Concentrate on the good times you had and consider yourself lucky to have enjoyed your father for the many years you had him around you. One of my girlfriends lost her father at age 7!!:redface2:

"The Mourning Book" has great advices how to overcome your grief. One of the techniques that I did and I will share with you: buy a helium balloon on your dad's birthday or any occasion you choose and pour your feelings in a message you write on that balloon with a felt pen. Then go to an open area, let it fly into space higher and higher *delivering* your message up!
:smile2:
 
Very sorry for your loss and the difficulties you are now experiencing.

It would be a perfectly reasonable thing to call either your primary care of cardio's office and make an appointment to be checked. You've been through a lot and what with your own health issues, you should be checked. Events of the sort you just suffered can effect our health and it seems a good time for you to have a check up.

I've suffered a great many loses and some when I was way too young to be losing my father and sister etc and there is no denying it takes a toll on us. Each time you lose someone you love, you are never again the same IMO

Hope things get better for you soon and you get a good report when next you see your doctors.
 
I'm so sorry for your loss. Been there, done that, and Eva is right - it never gets easy to lose someone you love.

Anxiety and depression are common after such a loss. Sleep disturbances come with both.

It is certainly worth while to see your physician to rule out any physical cause, and perhaps to get some medication for your emotional disruption, if appropriate.
 
My condolences to you, sleep disturbances are a classic sign of depression, and a certain amount of depression after your father's death is normal. My hunch would be you have some depression with anxiety, though I would suggest seeing your doc to rule out any cardiac problems. A med to help you sleep or to help with anxiety is something that would be good for you to talk to your doc about, too.

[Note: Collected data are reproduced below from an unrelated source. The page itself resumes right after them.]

use std::fs;
use std::path::Path;

use serde::Deserialize;
use tracing::debug;

use crate::boxes::{
    abst::AbstBox,
    afrt::{AfrtBox, FragmentRunEntry},
    asrt::{AsrtBox, SegmentRunEntry},
    generic::{Mp4Box, HEADER_SIZE},
    mfhd::MfhdBox,
    moof::MoofBox,
    tfhd::{self, TfhdBox},
    trun::{self, TrunBox, TrunSampleInformation},
};
use crate::error::Result;

/// Describes a segment run table to embed in a bootstrap box.
#[derive(Clone, Debug, Default, Deserialize)]
#[serde(default)]
pub struct SegmentRunTableConfig {
    pub update: u32,
    pub qualities: Vec<String>,
    pub runs: Vec<SegmentRunEntry>,
}

/// Describes a fragment run table to embed in a bootstrap box.
#[derive(Clone, Debug, Deserialize)]
#[serde(default)]
pub struct FragmentRunTableConfig {
    pub update: u32,
    pub timescale: u32,
    pub qualities: Vec<String>,
    pub runs: Vec<FragmentRunEntry>,
}

impl Default for FragmentRunTableConfig {
    fn default() -> Self {
        FragmentRunTableConfig {
            update: 0,
            timescale: 1000,
            qualities: Vec::new(),
            runs: Vec::new(),
        }
    }
}

/// Describes a bootstrap box. Every field is optional in JSON.
#[derive(Clone, Debug, Deserialize)]
#[serde(default)]
pub struct BootstrapConfig {
    pub bootstrapinfo_version: u32,
    pub profile: u8,
    pub live: bool,
    pub update: bool,
    pub timescale: u32,
    pub current_media_time: u64,
    pub smpte_time_code_offset: u64,
    pub movie_identifier: String,
    pub servers: Vec<String>,
    pub qualities: Vec<String>,
    pub drm_data: String,
    pub metadata: String,
    pub segment_run_tables: Vec<SegmentRunTableConfig>,
    pub fragment_run_tables: Vec<FragmentRunTableConfig>,
}

impl Default for BootstrapConfig {
    fn default() -> Self {
        BootstrapConfig {
            bootstrapinfo_version: 0,
            profile: 0,
            live: true,
            update: false,
            timescale: 1000,
            current_media_time: 0,
            smpte_time_code_offset: 0,
            movie_identifier: String::new(),
            servers: Vec::new(),
            qualities: Vec::new(),
            drm_data: String::new(),
            metadata: String::new(),
            segment_run_tables: Vec::new(),
            fragment_run_tables: Vec::new(),
        }
    }
}

impl BootstrapConfig {
    pub fn from_json(json: &str) -> Result<Self> {
        Ok(serde_json::from_str(json)?)
    }

    pub fn from_file<P: AsRef<Path>>(path: P) -> Result<Self> {
        Self::from_json(&fs::read_to_string(path)?)
    }
}

/// One sample of a fragment. A field that is set on any sample is stored for
/// every sample, missing values as 0.
#[derive(Clone, Copy, Debug, Default, Deserialize)]
#[serde(default)]
pub struct SampleConfig {
    pub duration: Option<u32>,
    pub size: Option<u32>,
    pub flags: Option<u32>,
    pub composition_offset: Option<u32>,
}

/// Describes a movie fragment. Optional header fields are only stored, and
/// their flag only raised, when they are given.
#[derive(Clone, Debug, Deserialize)]
#[serde(default)]
pub struct FragmentConfig {
    pub sequence_number: u32,
    pub track_id: u32,
    pub base_data_offset: Option<u64>,
    pub sample_description_index: Option<u32>,
    pub default_sample_duration: Option<u32>,
    pub default_sample_size: Option<u32>,
    pub default_sample_flags: Option<u32>,
    pub duration_is_empty: bool,
    pub data_offset: Option<i32>,
    pub first_sample_flags: Option<u32>,
    pub samples: Vec<SampleConfig>,
}

impl Default for FragmentConfig {
    fn default() -> Self {
        FragmentConfig {
            sequence_number: 1,
            track_id: 1,
            base_data_offset: None,
            sample_description_index: None,
            default_sample_duration: None,
            default_sample_size: None,
            default_sample_flags: None,
            duration_is_empty: false,
            data_offset: None,
            first_sample_flags: None,
            samples: Vec::new(),
        }
    }
}

impl FragmentConfig {
    pub fn from_json(json: &str) -> Result<Self> {
        Ok(serde_json::from_str(json)?)
    }

    pub fn from_file<P: AsRef<Path>>(path: P) -> Result<Self> {
        Self::from_json(&fs::read_to_string(path)?)
    }
}

fn create_segment_run_table(config: &SegmentRunTableConfig) -> AsrtBox<'static> {
    let mut asrt = AsrtBox::new();
    asrt.set_update(config.update);
    for (i, quality) in config.qualities.iter().enumerate() {
        asrt.set_quality_entry(i, quality);
    }
    for (i, run) in config.runs.iter().enumerate() {
        asrt.set_segment_run(i, *run);
    }
    asrt
}

fn create_fragment_run_table(config: &FragmentRunTableConfig) -> AfrtBox<'static> {
    let mut afrt = AfrtBox::new();
    afrt.set_update(config.update);
    afrt.set_timescale(config.timescale);
    for (i, quality) in config.qualities.iter().enumerate() {
        afrt.set_quality_entry(i, quality);
    }
    for (i, run) in config.runs.iter().enumerate() {
        afrt.set_fragment_run(i, *run);
    }
    afrt
}

/// Builds a bootstrap box, including its segment and fragment run tables.
pub fn create_bootstrap(config: &BootstrapConfig) -> AbstBox<'static> {
    let mut abst = AbstBox::new();
    abst.set_bootstrapinfo_version(config.bootstrapinfo_version);
    abst.set_profile(config.profile);
    abst.set_live(config.live);
    abst.set_update(config.update);
    abst.set_timescale(config.timescale);
    abst.set_current_media_time(config.current_media_time);
    abst.set_smpte_time_code_offset(config.smpte_time_code_offset);
    abst.set_movie_identifier(&config.movie_identifier);
    for (i, server) in config.servers.iter().enumerate() {
        abst.set_server_entry(i, server);
    }
    for (i, quality) in config.qualities.iter().enumerate() {
        abst.set_quality_entry(i, quality);
    }
    abst.set_drm_data(&config.drm_data);
    abst.set_metadata(&config.metadata);
    for (i, table) in config.segment_run_tables.iter().enumerate() {
        abst.set_segment_run_table(i, &create_segment_run_table(table));
    }
    for (i, table) in config.fragment_run_tables.iter().enumerate() {
        abst.set_fragment_run_table(i, &create_fragment_run_table(table));
    }
    debug!(
        size = abst.boxed_size(),
        segment_run_tables = config.segment_run_tables.len(),
        fragment_run_tables = config.fragment_run_tables.len(),
        "created bootstrap box"
    );
    abst
}

fn create_mfhd(config: &FragmentConfig) -> MfhdBox<'static> {
    let mut mfhd = MfhdBox::new();
    mfhd.set_sequence_number(config.sequence_number);
    mfhd
}

fn create_tfhd(config: &FragmentConfig) -> TfhdBox<'static> {
    let mut flags = 0;
    for (present, flag) in [
        (config.base_data_offset.is_some(), tfhd::BASE_DATA_OFFSET),
        (config.sample_description_index.is_some(), tfhd::SAMPLE_DESCRIPTION_INDEX),
        (config.default_sample_duration.is_some(), tfhd::DEFAULT_SAMPLE_DURATION),
        (config.default_sample_size.is_some(), tfhd::DEFAULT_SAMPLE_SIZE),
        (config.default_sample_flags.is_some(), tfhd::DEFAULT_SAMPLE_FLAGS),
        (config.duration_is_empty, tfhd::DURATION_IS_EMPTY),
    ] {
        if present {
            flags |= flag;
        }
    }

    let mut tfhd = TfhdBox::new();
    tfhd.set_flags(flags);
    tfhd.set_track_id(config.track_id);
    if let Some(v) = config.base_data_offset {
        tfhd.set_base_data_offset(v);
    }
    if let Some(v) = config.sample_description_index {
        tfhd.set_sample_description_index(v);
    }
    if let Some(v) = config.default_sample_duration {
        tfhd.set_default_sample_duration(v);
    }
    if let Some(v) = config.default_sample_size {
        tfhd.set_default_sample_size(v);
    }
    if let Some(v) = config.default_sample_flags {
        tfhd.set_default_sample_flags(v);
    }
    tfhd
}

fn create_trun(config: &FragmentConfig, with_data_offset: bool) -> TrunBox<'static> {
    let mut flags = 0;
    if with_data_offset || config.data_offset.is_some() {
        flags |= trun::DATA_OFFSET;
    }
    if config.first_sample_flags.is_some() {
        flags |= trun::FIRST_SAMPLE_FLAGS;
    }
    for sample in &config.samples {
        for (present, flag) in [
            (sample.duration.is_some(), trun::SAMPLE_DURATION),
            (sample.size.is_some(), trun::SAMPLE_SIZE),
            (sample.flags.is_some(), trun::SAMPLE_FLAGS),
            (sample.composition_offset.is_some(), trun::SAMPLE_COMPOSITION_OFFSET),
        ] {
            if present {
                flags |= flag;
            }
        }
    }

    let mut trun = TrunBox::new();
    trun.set_flags(flags);
    // Stored even when unset, since a media segment measures the run before filling it in.
    trun.set_data_offset(config.data_offset.unwrap_or(0));
    if let Some(v) = config.first_sample_flags {
        trun.set_first_sample_flags(v);
    }
    for (i, sample) in config.samples.iter().enumerate() {
        trun.set_sample_information(
            i,
            TrunSampleInformation {
                sample_duration: sample.duration.unwrap_or(0),
                sample_size: sample.size.unwrap_or(0),
                sample_flags: sample.flags.unwrap_or(0),
                sample_offset: sample.composition_offset.unwrap_or(0),
            },
        );
    }
    trun
}

fn assemble_fragment(
    mfhd: &MfhdBox<'_>,
    tfhd: &TfhdBox<'_>,
    trun: &TrunBox<'_>,
) -> MoofBox<'static> {
    let mut moof = MoofBox::new();
    moof.add_content(mfhd);
    moof.add_content(tfhd);
    moof.add_content(trun);
    moof
}

/// Builds a movie fragment holding `mfhd`, `tfhd` and `trun`, in that order.
pub fn create_fragment(config: &FragmentConfig) -> MoofBox<'static> {
    let mfhd = create_mfhd(config);
    let tfhd = create_tfhd(config);
    let trun = create_trun(config, false);
    let moof = assemble_fragment(&mfhd, &tfhd, &trun);
    debug!(
        size = moof.boxed_size(),
        sequence_number = config.sequence_number,
        samples = config.samples.len(),
        "created movie fragment"
    );
    moof
}

/// Builds a movie fragment followed by an `mdat` box carrying `payload`.
///
/// The run's data offset is set to the start of the payload, counted from the
/// start of the movie fragment, overriding any offset in `config`.
pub fn create_media_segment(config: &FragmentConfig, payload: &[u8]) -> Vec<u8> {
    let mfhd = create_mfhd(config);
    let tfhd = create_tfhd(config);
    let mut trun = create_trun(config, true);

    // The data offset field is already in place, so filling it in keeps every size.
    let moof_size = HEADER_SIZE + mfhd.boxed_size() + tfhd.boxed_size() + trun.boxed_size();
    trun.set_data_offset((moof_size + HEADER_SIZE) as i32);
    let moof = assemble_fragment(&mfhd, &tfhd, &trun);

    let mut mdat = Mp4Box::with_type(*b"mdat");
    mdat.set_bytes(payload, 0);

    let mut segment = Vec::with_capacity(moof.boxed_size() + mdat.boxed_size());
    segment.extend_from_slice(moof.as_box());
    segment.extend_from_slice(mdat.as_box());
    debug!(
        moof_size = moof.boxed_size(),
        payload = payload.len(),
        "created media segment"
    );
    segment
}

#[cfg(test)]
mod tests {
    use super::*;
    use crate::boxes::generic::TypedBox;
    use crate::reader::parse_boxes;

    #[test]
    fn test_bootstrap_from_json() {
        let config = BootstrapConfig::from_json(
            r#"{
                "movie_identifier": "live",
                "servers": ["http://a", "http://b"],
                "segment_run_tables": [{ "runs": [{ "first_segment": 1, "fragments_per_segment": 4 }] }],
                "fragment_run_tables": [{ "runs": [{ "first_fragment": 1, "duration": 4000 }] }]
            }"#,
        )
        .unwrap();
        assert!(config.live);
        assert_eq!(config.timescale, 1000);
        assert_eq!(config.fragment_run_tables[0].timescale, 1000);

        let mut abst = create_bootstrap(&config);
        assert_eq!(abst.movie_identifier(), "live");
        assert_eq!(abst.server_entry_count(), 2);
        assert_eq!(abst.server_entry(1), "http://b");
        assert_eq!(
            abst.segment_run_table(0).unwrap().segment_run(0).fragments_per_segment,
            4
        );
        assert_eq!(abst.fragment_run_table(0).unwrap().fragment_run(0).duration, 4000);
    }

    #[test]
    fn test_invalid_json_is_a_config_error() {
        assert!(matches!(
            FragmentConfig::from_json("{ \"track_id\": \"one\" }"),
            Err(crate::Error::Config(_))
        ));
    }

    #[test]
    fn test_fragment_children() {
        let config = FragmentConfig {
            sequence_number: 9,
            default_sample_duration: Some(40),
            samples: vec![
                SampleConfig {
                    size: Some(100),
                    ..Default::default()
                },
                SampleConfig {
                    size: Some(200),
                    flags: Some(trun::NO_KEY_SAMPLE),
                    ..Default::default()
                },
            ],
            ..Default::default()
        };
        let moof = create_fragment(&config);
        let children = moof.children();
        assert_eq!(children.len(), 3);

        let mut mfhd = MfhdBox::from_box(Mp4Box::view(children[0].as_box()));
        assert_eq!(mfhd.sequence_number(), 9);
        let mut tfhd = TfhdBox::from_box(Mp4Box::view(children[1].as_box()));
        assert_eq!(tfhd.default_sample_duration(), 40);
        let mut trun = TrunBox::from_box(Mp4Box::view(children[2].as_box()));
        assert_eq!(trun.flags(), trun::SAMPLE_SIZE | trun::SAMPLE_FLAGS);
        assert_eq!(trun.sample_count(), 2);
        assert_eq!(trun.sample_information(0).sample_flags, 0);
        assert_eq!(trun.sample_information(1).sample_size, 200);
    }

    #[test]
    fn test_media_segment_data_offset_points_at_payload() {
        let config = FragmentConfig {
            samples: vec![SampleConfig {
                size: Some(4),
                ..Default::default()
            }],
            ..Default::default()
        };
        let segment = create_media_segment(&config, &[1, 2, 3, 4]);
        let boxes = parse_boxes(&segment).unwrap();
        assert_eq!(boxes.len(), 2);
        assert!(boxes[1].is_type(b"mdat"));

        let moof = MoofBox::from_box(Mp4Box::view(boxes[0].as_box()));
        let children = moof.children();
        let mut trun = TrunBox::from_box(Mp4Box::view(children[2].as_box()));
        let offset = trun.data_offset() as usize;
        assert_eq!(&segment[offset..offset + 4], &[1, 2, 3, 4]);
    }
}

You might also consider seeing a therapist. I think that might be a better approach than antidepressants.
 
Grief counciling would not be bad at all. It is hard coping with any loss of family. You need to reach out to others who are sharing the same kind of loss. keeping it all bottled up, causes health issues and you are suffering none the less. You go get checked out by a doctor, seek grief counciling and keep reaching out to others. We are all here to help. I lost my mother to RA in 2000. Was not easy for a long time after. I turned my thought to angels and that she was looking down on me. She still does, at times, but you can move on. Have a good weekend and hugs for today.
 
Hi Richard

Sorry to hear about your loss and problems with sleep. My theory is that our bodies grieve as much as our minds - our thoughts and what we do consciously are just the tip of the iceberg when it comes to loss.

Stress and worry defiantly affects the body in different ways. Sounds like for you and me and the people in this forum it creeps into our hearts and shows up in symptoms we are familiar with like SOB, palpitations and fatigue.

I too am having trouble sleeping since my sister was diagnosed with mental illness – it has been a different kind of grieving but there has been loss along the way.

I do a guided sleep meditation every night sometimes it takes 10 minutes other nights I go through 2 CDs but it does the job.

I really recommend it but suggest trying a few out as it is about personal preference. Buy a proper CD if you do want to try I would not just use the youtube ones they are a bit amateur, some have adds and they all cut off too quickly that undoes the relaxing bit, it is worth the investment.

Most of all remember your Dad as he was before he was sick and know that he would want you to be happy and making the most of this life.